Robots are typically defined as physical agents that perform a variety of tasks by manipulating the physical world. The term is said to have been derived from the Czech word 'robota' meaning 'forced labour' and was used first in K. Capek's play, R.U.R. 'Rossum's Universal Robots', which appeared in 1920.
Robots are equipped with effectors like legs, wheels, arms & grippers. The single purpose of effectors is to exert physical force on the environment. Present day robots also use a whole range of sensors including cameras, Sonars, LiDARs, Radars and Lasers to assess and measure their environment as well as gyroscopes and accelerometers to measure their own motion.
Mostly, today's robots fall into one of three primary categories. These are Manipulators, Mobile Robots and Mobile Manipulators. Let's take a closer look at each of these categories.
Manipulators: Often referred to as robot arms, manipulators are physically anchored to their workplace. They can be found in a variety of places including factory assembly lines and space stations. Manipulator motion usually involves a chain of controllable joints, enabling them to place their effectors in any position within the workplace. Most industrial robots are of this category. They can be found in hospitals at times, assisting surgeons and in cars.
Mobile robots: Mobile robots have the ability to move about using wheels or robotic legs. Unmanned Ground Vehicles (UGVs) can drive autonomously on streets, highways and also off-roads. Unmanned Air Vehicles (UAVs aka drones) are commonly used for surveillance, military operations, crop spraying and even deliveries. Autonomous Underwater Vehicles (AUVs) are used in deep-sea explorations and underwater searches. Mobile robots can also be found delivering food in hospitals, moving containers in loading docks, delivering packages to customers and vacuuming floors in offices and homes.
Mobile Manipulators: Sometimes referred to as Humanoid Robots, these typically mimic the human torso. Mobile manipulators can apply their effectors over a much larger area than typical manipulators, which are anchored. However their task is made more difficult since they lack the rigidity that anchors provide.
Real robots must cope with environments that are partially observable, stochastic, dynamic and continuous. Practical robotic systems need to build in prior knowledge about the robot, its physical environment and the tasks that the robot may be called upon to perform so that the robot can learn quickly and perform safely.
Robotics today brings together several concepts from AI and Machine Learning like probabilistic state estimation, perception, unsupervised learning and reinforcement learning, among others. The success of robots depends quite a bit on the design of sensors and effectors that are appopriate for the task for which the robot is being deployed.
Let us briefly look at some of the more popular and common application domains for robotic technology.
Industry & Agriculture: Heavy machines used for harvesting, mining or excavating earth are increasingly robots. Robots have been used to strip paint off ships at least 50 times faster than humans with much reduced resultant environmental impacts. Robots have been used to generate high-precision maps of abandoned mines and sewer systems. They have also been found to be much faster than humans in transporting ore from underground mines.
Healthcare: Robots are frequently used to assist surgeons with instrument placement when operating on intricate organs like brains, hearts and eyes. Owing to their high precision, they have become indispensable aids in surgical procedures like hip replacements. Outside the operating theatre they can be deployed as aides for elderly & handicapped people such as intelligent robotic walkers and intelligent devices that remind people to take their medication on time and provide comfort to them.

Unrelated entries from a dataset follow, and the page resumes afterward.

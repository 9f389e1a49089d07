//! Identity store: does a claimed user exist?

use std::collections::HashMap;
use std::sync::Arc;
use std::time::Duration;

use async_trait::async_trait;
use herald_core::UserId;
use parking_lot::RwLock;
use serde::{Deserialize, Serialize};
use sqlx::PgPool;
use sqlx::postgres::PgPoolOptions;
use thiserror::Error;
use tracing::debug;

use crate::cache::CacheService;

/// A user known to the identity store.
#[derive(Clone, Debug, PartialEq, Eq, Serialize, Deserialize)]
pub struct User {
    /// Primary key.
    pub id: UserId,
}

/// Identity store failures. A missing user is not an error.
#[derive(Debug, Error)]
pub enum IdentityError {
    /// Query or pool failure.
    #[error("database error: {0}")]
    Database(#[from] sqlx::Error),
    /// The store is not reachable.
    #[error("identity store unavailable: {0}")]
    Unavailable(String),
}

/// Lookup of users by primary key.
#[async_trait]
pub trait IdentityStore: Send + Sync {
    /// Find a user, `Ok(None)` if no such user exists.
    async fn find_user_by_id(&self, id: UserId) -> Result<Option<User>, IdentityError>;
}

// ─────────────────────────────────────────────────────────────────────────────
// Postgres
// ─────────────────────────────────────────────────────────────────────────────

/// Pool sizing for [`PgIdentityStore::connect`].
#[derive(Clone, Debug)]
pub struct PoolConfig {
    /// Connections kept open while idle.
    pub min_connections: u32,
    /// Upper bound on open connections.
    pub max_connections: u32,
    /// Wait for a pooled connection before failing.
    pub acquire_timeout: Duration,
}

impl Default for PoolConfig {
    fn default() -> Self {
        Self {
            min_connections: 10,
            max_connections: 50,
            acquire_timeout: Duration::from_secs(5),
        }
    }
}

/// Users table in Postgres.
#[derive(Clone)]
pub struct PgIdentityStore {
    pool: PgPool,
}

impl PgIdentityStore {
    /// Open a pool against `url`.
    pub async fn connect(url: &str, config: &PoolConfig) -> Result<Self, IdentityError> {
        let pool = PgPoolOptions::new()
            .min_connections(config.min_connections)
            .max_connections(config.max_connections)
            .acquire_timeout(config.acquire_timeout)
            .connect(url)
            .await?;
        Ok(Self { pool })
    }

    /// Close the pool.
    pub async fn close(&self) {
        self.pool.close().await;
    }
}

#[async_trait]
impl IdentityStore for PgIdentityStore {
    async fn find_user_by_id(&self, id: UserId) -> Result<Option<User>, IdentityError> {
        let row: Option<i64> = sqlx::query_scalar("SELECT id::BIGINT FROM users WHERE id = $1")
            .bind(id.get())
            .fetch_optional(&self.pool)
            .await?;
        Ok(row.and_then(|raw| UserId::new(raw).ok()).map(|id| User { id }))
    }
}

// ─────────────────────────────────────────────────────────────────────────────
// In-memory
// ─────────────────────────────────────────────────────────────────────────────

/// Process-local user set for tests and single-process development.
#[derive(Default)]
pub struct InMemoryIdentityStore {
    users: RwLock<HashMap<UserId, User>>,
}

impl InMemoryIdentityStore {
    /// Create an empty store.
    pub fn new() -> Self {
        Self::default()
    }

    /// Create a store containing `ids`.
    pub fn with_users(ids: impl IntoIterator<Item = UserId>) -> Self {
        let store = Self::new();
        for id in ids {
            store.insert(id);
        }
        store
    }

    /// Add a user.
    pub fn insert(&self, id: UserId) {
        let _ = self.users.write().insert(id, User { id });
    }

    /// Remove a user.
    pub fn remove(&self, id: UserId) -> bool {
        self.users.write().remove(&id).is_some()
    }
}

#[async_trait]
impl IdentityStore for InMemoryIdentityStore {
    async fn find_user_by_id(&self, id: UserId) -> Result<Option<User>, IdentityError> {
        Ok(self.users.read().get(&id).cloned())
    }
}

// ─────────────────────────────────────────────────────────────────────────────
// Cached
// ─────────────────────────────────────────────────────────────────────────────

/// Read-through cache in front of another store.
///
/// Only positive lookups are cached, so a newly created user is visible on
/// the next attempt.
pub struct CachedIdentityStore {
    inner: Arc<dyn IdentityStore>,
    cache: CacheService,
    ttl: Duration,
}

impl CachedIdentityStore {
    /// Wrap `inner`, caching hits for `ttl`.
    pub fn new(inner: Arc<dyn IdentityStore>, cache: CacheService, ttl: Duration) -> Self {
        Self { inner, cache, ttl }
    }

    /// Cache key for a user record.
    pub fn cache_key(id: UserId) -> String {
        format!("user:{id}")
    }
}

#[async_trait]
impl IdentityStore for CachedIdentityStore {
    async fn find_user_by_id(&self, id: UserId) -> Result<Option<User>, IdentityError> {
        let key = Self::cache_key(id);
        if let Some(user) = self.cache.get::<User>(&key).await {
            return Ok(Some(user));
        }

        let found = self.inner.find_user_by_id(id).await?;
        if let Some(user) = &found {
            self.cache.set(&key, user, Some(self.ttl)).await;
        } else {
            debug!(user_id = %id, "user not found, not caching");
        }
        Ok(found)
    }
}

#[cfg(test)]
mod tests {
    use super::*;
    use assert_matches::assert_matches;
    use std::sync::atomic::{AtomicUsize, Ordering};

    fn user(n: i64) -> UserId {
        UserId::new(n).unwrap()
    }

    struct CountingStore {
        inner: InMemoryIdentityStore,
        calls: AtomicUsize,
    }

    #[async_trait]
    impl IdentityStore for CountingStore {
        async fn find_user_by_id(&self, id: UserId) -> Result<Option<User>, IdentityError> {
            let _ = self.calls.fetch_add(1, Ordering::SeqCst);
            self.inner.find_user_by_id(id).await
        }
    }

    #[tokio::test]
    async fn in_memory_finds_inserted_users() {
        let store = InMemoryIdentityStore::with_users([user(1), user(2)]);
        assert_eq!(
            store.find_user_by_id(user(1)).await.unwrap(),
            Some(User { id: user(1) })
        );
        assert_matches!(store.find_user_by_id(user(3)).await, Ok(None));
        assert!(store.remove(user(1)));
        assert_matches!(store.find_user_by_id(user(1)).await, Ok(None));
    }

    #[tokio::test]
    async fn cached_store_hits_inner_once_for_known_user() {
        let counting = Arc::new(CountingStore {
            inner: InMemoryIdentityStore::with_users([user(7)]),
            calls: AtomicUsize::new(0),
        });
        let cached = CachedIdentityStore::new(
            counting.clone(),
            CacheService::in_memory(),
            Duration::from_secs(60),
        );

        for _ in 0..3 {
            assert!(cached.find_user_by_id(user(7)).await.unwrap().is_some());
        }
        assert_eq!(counting.calls.load(Ordering::SeqCst), 1);
    }

    #[tokio::test]
    async fn cached_store_does_not_cache_misses() {
        let counting = Arc::new(CountingStore {
            inner: InMemoryIdentityStore::new(),
            calls: AtomicUsize::new(0),
        });
        let cached = CachedIdentityStore::new(
            counting.clone(),
            CacheService::in_memory(),
            Duration::from_secs(60),
        );

        assert!(cached.find_user_by_id(user(5)).await.unwrap().is_none());
        counting.inner.insert(user(5));
        assert!(cached.find_user_by_id(user(5)).await.unwrap().is_some());
        assert_eq!(counting.calls.load(Ordering::SeqCst), 2);
    }

    #[test]
    fn cache_key_format() {
        assert_eq!(CachedIdentityStore::cache_key(user(12)), "user:12");
    }

    #[test]
    fn user_serializes_with_numeric_id() {
        let json = serde_json::to_string(&User { id: user(3) }).unwrap();
        assert_eq!(json, r#"{"id":3}"#);
    }
}
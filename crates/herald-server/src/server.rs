//! `HeraldServer`: the Axum HTTP and WebSocket server.

use std::net::SocketAddr;
use std::sync::Arc;
use std::time::Instant;

use axum::Router;
use axum::extract::rejection::JsonRejection;
use axum::extract::ws::WebSocketUpgrade;
use axum::extract::{Query, State};
use axum::http::StatusCode;
use axum::response::{IntoResponse, Json, Response};
use axum::routing::{get, post};
use herald_core::UserId;
use metrics_exporter_prometheus::PrometheusHandle;
use serde::Deserialize;
use serde_json::{Value, json};
use tokio::net::TcpListener;
use tokio::task::JoinHandle;
use tower_http::cors::CorsLayer;
use tower_http::trace::TraceLayer;
use tracing::{info, warn};

use crate::admission::Admission;
use crate::config::ServerConfig;
use crate::health::{self, HealthResponse};
use crate::identity::IdentityStore;
use crate::relay::{BroadcastChannel, Relay, RelayConfig, RelayError};
use crate::shutdown::ShutdownCoordinator;
use crate::websocket::dispatch::Dispatcher;
use crate::websocket::heartbeat::LivenessMonitor;
use crate::websocket::registry::ConnectionRegistry;
use crate::websocket::session::{reject, run_ws_session};

/// Shared state accessible from Axum handlers.
#[derive(Clone)]
pub struct AppState {
    /// Live connections on this process.
    pub registry: Arc<ConnectionRegistry>,
    /// Identity gate for new sockets.
    pub admission: Admission,
    /// Cross-process fan-out.
    pub relay: Arc<Relay>,
    /// Prometheus render handle.
    pub metrics: PrometheusHandle,
    /// When the server started.
    pub start_time: Instant,
    /// Per-connection outbound queue size.
    pub send_queue_capacity: usize,
    /// Max inbound WebSocket message size.
    pub max_message_size: usize,
}

/// The notification server for one process.
pub struct HeraldServer {
    config: ServerConfig,
    registry: Arc<ConnectionRegistry>,
    dispatcher: Dispatcher,
    admission: Admission,
    relay: Arc<Relay>,
    shutdown: Arc<ShutdownCoordinator>,
    metrics: PrometheusHandle,
    start_time: Instant,
}

impl HeraldServer {
    /// Assemble a server over an identity store and a broadcast channel.
    pub fn new(
        config: ServerConfig,
        identity: Arc<dyn IdentityStore>,
        channel: Arc<dyn BroadcastChannel>,
        relay_config: RelayConfig,
        metrics: PrometheusHandle,
    ) -> Self {
        let registry = Arc::new(ConnectionRegistry::new());
        let dispatcher = Dispatcher::new(registry.clone());
        let relay = Arc::new(Relay::new(channel, dispatcher.clone(), relay_config));
        Self {
            config,
            registry,
            dispatcher,
            admission: Admission::new(identity),
            relay,
            shutdown: Arc::new(ShutdownCoordinator::new()),
            metrics,
            start_time: Instant::now(),
        }
    }

    /// Build the Axum router with all routes.
    pub fn router(&self) -> Router {
        let state = AppState {
            registry: self.registry.clone(),
            admission: self.admission.clone(),
            relay: self.relay.clone(),
            metrics: self.metrics.clone(),
            start_time: self.start_time,
            send_queue_capacity: self.config.send_queue_capacity,
            max_message_size: self.config.max_message_size,
        };

        Router::new()
            .route("/health", get(health_handler))
            .route("/metrics", get(metrics_handler))
            .route("/ws", get(ws_handler))
            .route("/api/v1/notifications", post(publish_handler))
            .with_state(state)
            .layer(TraceLayer::new_for_http())
            .layer(CorsLayer::permissive())
    }

    /// Start the liveness monitor and relay tasks.
    ///
    /// The tasks stop when the shutdown token is cancelled.
    pub fn start_background(&self) {
        let token = self.shutdown.token();
        let monitor = LivenessMonitor::new(self.registry.clone(), self.config.probe_interval);
        self.shutdown.track([monitor.spawn(token.clone())]);
        self.shutdown.track(self.relay.start(&token));
    }

    /// Bind the listener and serve until shutdown.
    ///
    /// Returns the bound address (useful with port `0`) and the server task.
    pub async fn listen(&self) -> std::io::Result<(SocketAddr, JoinHandle<()>)> {
        let listener = TcpListener::bind(self.config.bind_addr()).await?;
        let addr = listener.local_addr()?;
        let router = self.router();
        let token = self.shutdown.token();

        info!(%addr, "herald server listening");
        let handle = tokio::spawn(async move {
            if let Err(e) = axum::serve(listener, router)
                .with_graceful_shutdown(token.cancelled_owned())
                .await
            {
                warn!(error = %e, "server exited with error");
            }
        });
        Ok((addr, handle))
    }

    /// Live connections on this process.
    pub fn registry(&self) -> &Arc<ConnectionRegistry> {
        &self.registry
    }

    /// Local dispatcher.
    pub fn dispatcher(&self) -> &Dispatcher {
        &self.dispatcher
    }

    /// Cross-process relay.
    pub fn relay(&self) -> &Arc<Relay> {
        &self.relay
    }

    /// Shutdown coordinator.
    pub fn shutdown(&self) -> &Arc<ShutdownCoordinator> {
        &self.shutdown
    }

    /// Server configuration.
    pub fn config(&self) -> &ServerConfig {
        &self.config
    }
}

/// GET /health
async fn health_handler(State(state): State<AppState>) -> Json<HealthResponse> {
    Json(health::health_check(
        state.start_time,
        state.registry.connection_count(),
        state.registry.user_count(),
        state.relay.is_subscribed(),
    ))
}

/// GET /metrics
async fn metrics_handler(State(state): State<AppState>) -> String {
    state.metrics.render()
}

#[derive(Debug, Deserialize)]
struct ConnectParams {
    #[serde(rename = "userId")]
    user_id: Option<String>,
}

/// GET /ws?userId=<id>
///
/// Admission runs before the upgrade completes, so a client that goes away
/// mid-lookup never reaches the registry. Rejected clients are still
/// upgraded so they receive the close code and reason.
async fn ws_handler(
    ws: WebSocketUpgrade,
    Query(params): Query<ConnectParams>,
    State(state): State<AppState>,
) -> Response {
    let outcome = state.admission.admit(params.user_id.as_deref()).await;
    let registry = state.registry.clone();
    let capacity = state.send_queue_capacity;

    ws.max_message_size(state.max_message_size)
        .on_upgrade(move |socket| async move {
            match outcome {
                Ok(user_id) => run_ws_session(socket, user_id, registry, capacity).await,
                Err(err) => reject(socket, err).await,
            }
        })
}

#[derive(Debug, Deserialize)]
#[serde(rename_all = "camelCase")]
struct PublishRequest {
    user_id: UserId,
    message: Value,
}

/// POST /api/v1/notifications
async fn publish_handler(
    State(state): State<AppState>,
    body: Result<Json<PublishRequest>, JsonRejection>,
) -> Response {
    let Json(req) = match body {
        Ok(body) => body,
        Err(rejection) => {
            return (
                StatusCode::BAD_REQUEST,
                Json(json!({ "error": rejection.body_text() })),
            )
                .into_response();
        }
    };

    match state.relay.publish(req.user_id, req.message) {
        Ok(()) => (StatusCode::ACCEPTED, Json(json!({ "status": "queued" }))).into_response(),
        Err(e @ (RelayError::OutboxFull | RelayError::Stopped)) => (
            StatusCode::SERVICE_UNAVAILABLE,
            Json(json!({ "error": e.to_string() })),
        )
            .into_response(),
    }
}

#[cfg(test)]
mod tests {
    use super::*;
    use crate::identity::InMemoryIdentityStore;
    use crate::metrics::detached_handle;
    use crate::relay::MemoryChannel;
    use axum::body::Body;
    use axum::http::Request;
    use tower::ServiceExt;

    fn make_server() -> HeraldServer {
        HeraldServer::new(
            ServerConfig::default(),
            Arc::new(InMemoryIdentityStore::new()),
            Arc::new(MemoryChannel::new()),
            RelayConfig::default(),
            detached_handle(),
        )
    }

    async fn body_json(resp: Response) -> Value {
        let body = axum::body::to_bytes(resp.into_body(), 10_000)
            .await
            .unwrap();
        serde_json::from_slice(&body).unwrap()
    }

    fn post_json(body: &str) -> Request<Body> {
        Request::builder()
            .method("POST")
            .uri("/api/v1/notifications")
            .header("content-type", "application/json")
            .body(Body::from(body.to_owned()))
            .unwrap()
    }

    #[tokio::test]
    async fn health_endpoint_reports_counts() {
        let server = make_server();
        let req = Request::builder().uri("/health").body(Body::empty()).unwrap();

        let resp = server.router().oneshot(req).await.unwrap();
        assert_eq!(resp.status(), StatusCode::OK);

        let parsed = body_json(resp).await;
        assert_eq!(parsed["status"], "degraded");
        assert_eq!(parsed["connections"], 0);
        assert_eq!(parsed["users"], 0);
        assert_eq!(parsed["relaySubscribed"], false);
    }

    #[tokio::test]
    async fn metrics_endpoint_renders_text() {
        let server = make_server();
        let req = Request::builder().uri("/metrics").body(Body::empty()).unwrap();
        let resp = server.router().oneshot(req).await.unwrap();
        assert_eq!(resp.status(), StatusCode::OK);
    }

    #[tokio::test]
    async fn publish_accepts_valid_body() {
        let server = make_server();
        let resp = server
            .router()
            .oneshot(post_json(r#"{"userId":7,"message":"x"}"#))
            .await
            .unwrap();
        assert_eq!(resp.status(), StatusCode::ACCEPTED);
        assert_eq!(body_json(resp).await["status"], "queued");
    }

    #[tokio::test]
    async fn publish_rejects_invalid_body() {
        let server = make_server();
        for body in [r#"{"userId":"abc","message":"x"}"#, r#"{"userId":0,"message":1}"#, "nope"] {
            let resp = server.router().oneshot(post_json(body)).await.unwrap();
            assert_eq!(resp.status(), StatusCode::BAD_REQUEST, "{body}");
        }
    }

    #[tokio::test]
    async fn publish_full_outbox_is_unavailable() {
        let server = HeraldServer::new(
            ServerConfig::default(),
            Arc::new(InMemoryIdentityStore::new()),
            Arc::new(MemoryChannel::new()),
            RelayConfig {
                outbox_capacity: 1,
                ..RelayConfig::default()
            },
            detached_handle(),
        );
        let first = server
            .router()
            .oneshot(post_json(r#"{"userId":1,"message":1}"#))
            .await
            .unwrap();
        assert_eq!(first.status(), StatusCode::ACCEPTED);
        let second = server
            .router()
            .oneshot(post_json(r#"{"userId":1,"message":2}"#))
            .await
            .unwrap();
        assert_eq!(second.status(), StatusCode::SERVICE_UNAVAILABLE);
    }

    #[tokio::test]
    async fn ws_without_upgrade_headers_is_rejected() {
        let server = make_server();
        let req = Request::builder()
            .uri("/ws?userId=1")
            .body(Body::empty())
            .unwrap();
        let resp = server.router().oneshot(req).await.unwrap();
        assert!(resp.status().is_client_error());
    }

    #[tokio::test]
    async fn unknown_route_returns_404() {
        let server = make_server();
        let req = Request::builder()
            .uri("/nonexistent")
            .body(Body::empty())
            .unwrap();
        let resp = server.router().oneshot(req).await.unwrap();
        assert_eq!(resp.status(), StatusCode::NOT_FOUND);
    }

    #[test]
    fn shutdown_coordinator_accessible() {
        let server = make_server();
        assert!(!server.shutdown().is_shutting_down());
        server.shutdown().shutdown();
        assert!(server.shutdown().is_shutting_down());
    }
}
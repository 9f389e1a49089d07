//! Server configuration.

use std::time::Duration;

use herald_settings::HeraldSettings;

/// Configuration for [`crate::server::HeraldServer`].
#[derive(Clone, Debug)]
pub struct ServerConfig {
    /// Host to bind (default `"127.0.0.1"`).
    pub host: String,
    /// Port to bind (default `0` for auto-assign).
    pub port: u16,
    /// Outbound frames buffered per connection.
    pub send_queue_capacity: usize,
    /// Max inbound WebSocket message size in bytes.
    pub max_message_size: usize,
    /// Liveness probe period.
    pub probe_interval: Duration,
    /// How long shutdown waits for background tasks.
    pub shutdown_timeout: Duration,
}

impl Default for ServerConfig {
    fn default() -> Self {
        Self {
            host: "127.0.0.1".into(),
            port: 0,
            send_queue_capacity: 256,
            max_message_size: 64 * 1024,
            probe_interval: Duration::from_secs(30),
            shutdown_timeout: Duration::from_secs(10),
        }
    }
}

impl From<&HeraldSettings> for ServerConfig {
    fn from(settings: &HeraldSettings) -> Self {
        Self {
            host: settings.server.host.clone(),
            port: settings.server.port,
            send_queue_capacity: settings.server.send_queue_capacity.max(1),
            max_message_size: settings.server.max_message_size,
            probe_interval: Duration::from_secs(settings.liveness.probe_interval_secs.max(1)),
            shutdown_timeout: Duration::from_secs(settings.server.shutdown_timeout_secs),
        }
    }
}

impl ServerConfig {
    /// `host:port` bind string.
    pub fn bind_addr(&self) -> String {
        format!("{}:{}", self.host, self.port)
    }
}

#[cfg(test)]
mod tests {
    use super::*;

    #[test]
    fn default_binds_loopback_ephemeral() {
        let cfg = ServerConfig::default();
        assert_eq!(cfg.bind_addr(), "127.0.0.1:0");
        assert_eq!(cfg.probe_interval, Duration::from_secs(30));
    }

    #[test]
    fn from_settings() {
        let mut settings = HeraldSettings::default();
        settings.server.port = 9100;
        settings.liveness.probe_interval_secs = 5;
        settings.server.send_queue_capacity = 0;

        let cfg = ServerConfig::from(&settings);
        assert_eq!(cfg.bind_addr(), "0.0.0.0:9100");
        assert_eq!(cfg.probe_interval, Duration::from_secs(5));
        assert_eq!(cfg.send_queue_capacity, 1);
    }
}
//! Prometheus metrics recorder and metric names.

use metrics_exporter_prometheus::{BuildError, PrometheusBuilder, PrometheusHandle};
use tracing::info;

/// Install the Prometheus metrics recorder (global).
///
/// Returns the handle used to render `/metrics`. Call once at startup.
pub fn install_recorder() -> Result<PrometheusHandle, BuildError> {
    let handle = PrometheusBuilder::new().install_recorder()?;
    info!("prometheus metrics recorder installed");
    Ok(handle)
}

/// A handle backed by a recorder that is not installed globally.
///
/// Renders an empty exposition; used when no global recorder is wanted.
pub fn detached_handle() -> PrometheusHandle {
    PrometheusBuilder::new().build_recorder().handle()
}

// Metric name constants shared by every emitter.

/// WebSocket connections admitted (counter).
pub const WS_CONNECTIONS_TOTAL: &str = "ws_connections_total";
/// WebSocket disconnections (counter).
pub const WS_DISCONNECTIONS_TOTAL: &str = "ws_disconnections_total";
/// Active WebSocket connections (gauge).
pub const WS_CONNECTIONS_ACTIVE: &str = "ws_connections_active";
/// Connection lifetime in seconds (histogram).
pub const WS_CONNECTION_DURATION_SECONDS: &str = "ws_connection_duration_seconds";
/// Admission rejections (counter, labels: reason).
pub const WS_ADMISSION_REJECTIONS_TOTAL: &str = "ws_admission_rejections_total";
/// Frames dropped on a full or closed writer queue (counter).
pub const WS_FRAME_DROPS_TOTAL: &str = "ws_frame_drops_total";
/// Connections evicted by the liveness monitor (counter).
pub const LIVENESS_EVICTIONS_TOTAL: &str = "liveness_evictions_total";
/// Probes sent by the liveness monitor (counter).
pub const LIVENESS_PROBES_TOTAL: &str = "liveness_probes_total";
/// Notification frames enqueued to local connections (counter).
pub const NOTIFICATIONS_DELIVERED_TOTAL: &str = "notifications_delivered_total";
/// Messages received from the broadcast channel (counter).
pub const RELAY_MESSAGES_RECEIVED_TOTAL: &str = "relay_messages_received_total";
/// Channel records that failed to decode (counter).
pub const RELAY_MESSAGES_MALFORMED_TOTAL: &str = "relay_messages_malformed_total";
/// Messages published to the broadcast channel (counter).
pub const RELAY_MESSAGES_PUBLISHED_TOTAL: &str = "relay_messages_published_total";
/// Publishes dropped after exhausting retries or a full outbox (counter, labels: cause).
pub const RELAY_PUBLISH_FAILURES_TOTAL: &str = "relay_publish_failures_total";
/// Subscription (re)establishments after the first (counter).
pub const RELAY_RESUBSCRIPTIONS_TOTAL: &str = "relay_resubscriptions_total";
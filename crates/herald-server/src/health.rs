//! `/health` endpoint.

use serde::Serialize;
use std::time::Instant;

/// Health check response body.
#[derive(Debug, Clone, Serialize)]
#[serde(rename_all = "camelCase")]
pub struct HealthResponse {
    /// `"ok"`, or `"degraded"` while the relay is unsubscribed.
    pub status: &'static str,
    /// Seconds since the server started.
    pub uptime_secs: u64,
    /// Live connections on this process.
    pub connections: usize,
    /// Users with at least one live connection on this process.
    pub users: usize,
    /// Whether this process currently receives cross-process notifications.
    pub relay_subscribed: bool,
}

/// Build a health response from live counters.
pub fn health_check(
    start_time: Instant,
    connections: usize,
    users: usize,
    relay_subscribed: bool,
) -> HealthResponse {
    HealthResponse {
        status: if relay_subscribed { "ok" } else { "degraded" },
        uptime_secs: start_time.elapsed().as_secs(),
        connections,
        users,
        relay_subscribed,
    }
}

#[cfg(test)]
mod tests {
    use super::*;

    #[test]
    fn subscribed_is_ok() {
        let resp = health_check(Instant::now(), 0, 0, true);
        assert_eq!(resp.status, "ok");
        assert!(resp.uptime_secs < 2);
    }

    #[test]
    fn unsubscribed_is_degraded() {
        let resp = health_check(Instant::now(), 3, 2, false);
        assert_eq!(resp.status, "degraded");
        assert_eq!(resp.connections, 3);
        assert_eq!(resp.users, 2);
    }

    #[test]
    fn uptime_increases() {
        let start = Instant::now()
            .checked_sub(std::time::Duration::from_secs(60))
            .unwrap();
        assert!(health_check(start, 0, 0, true).uptime_secs >= 59);
    }

    #[test]
    fn serialization_is_camel_case() {
        let resp = health_check(Instant::now(), 2, 1, true);
        let parsed = serde_json::to_value(&resp).unwrap();
        assert_eq!(parsed["status"], "ok");
        assert_eq!(parsed["connections"], 2);
        assert_eq!(parsed["users"], 1);
        assert_eq!(parsed["relaySubscribed"], true);
        assert!(parsed["uptimeSecs"].is_number());
    }
}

Personal Services: Service robots assist individuals in performing daily tasks like vacuuming offices or homes, mowing lawns or acting as caddies of golfers. Service robots in public places act as information kiosks in shopping malls, trade fairs and museums. These not only interact with humans but possess the ability to cope with unpredictable and dynamic environments.
Human augmentation: Robotic devices are making it easier for people to walk or move their arms by providing additional forces at the appropriate places. Robotic tele-operation involves carrying out tasks over long distances with the aid of robotic devices. A popular configuration is the master-slave one, where a robot manipulator emulates the motion of a remote human operator, measured through a haptic interface. Tele-operated underwater vehicles are sent to depths considered dangerous for humans. Humanoid robots are available through several companies in Japan and South Korea.
Here are some of the more interesting projections about the future of robotics:
- A significant percentage of commercial robotic applications will be in the form of 'robot-as-a-service' (RaaS). This will help to significantly lower the cost for robot deployment.
- A significant percentage of all robotic deployments will be smart collaborative robots that will operate three times faster than many robots being used today and will be safe for work around humans.
- Over 50 percent of robots will depend on cloud-based software to define new skills, cognitive abilities and application programs, leading to the formation of a robotics cloud marketplace.
- In the very near future, 50 percent of the 200 leading global ecommerce and omni-channel commerce companies will deploy robotic systems in their order fulfillment, warehousing and delivery operations.
- By 2020, over 40 percent of commercial robots will become connected to a mesh of shared intelligence, resulting in 200 percent improvement in overall robotic operational efficiency.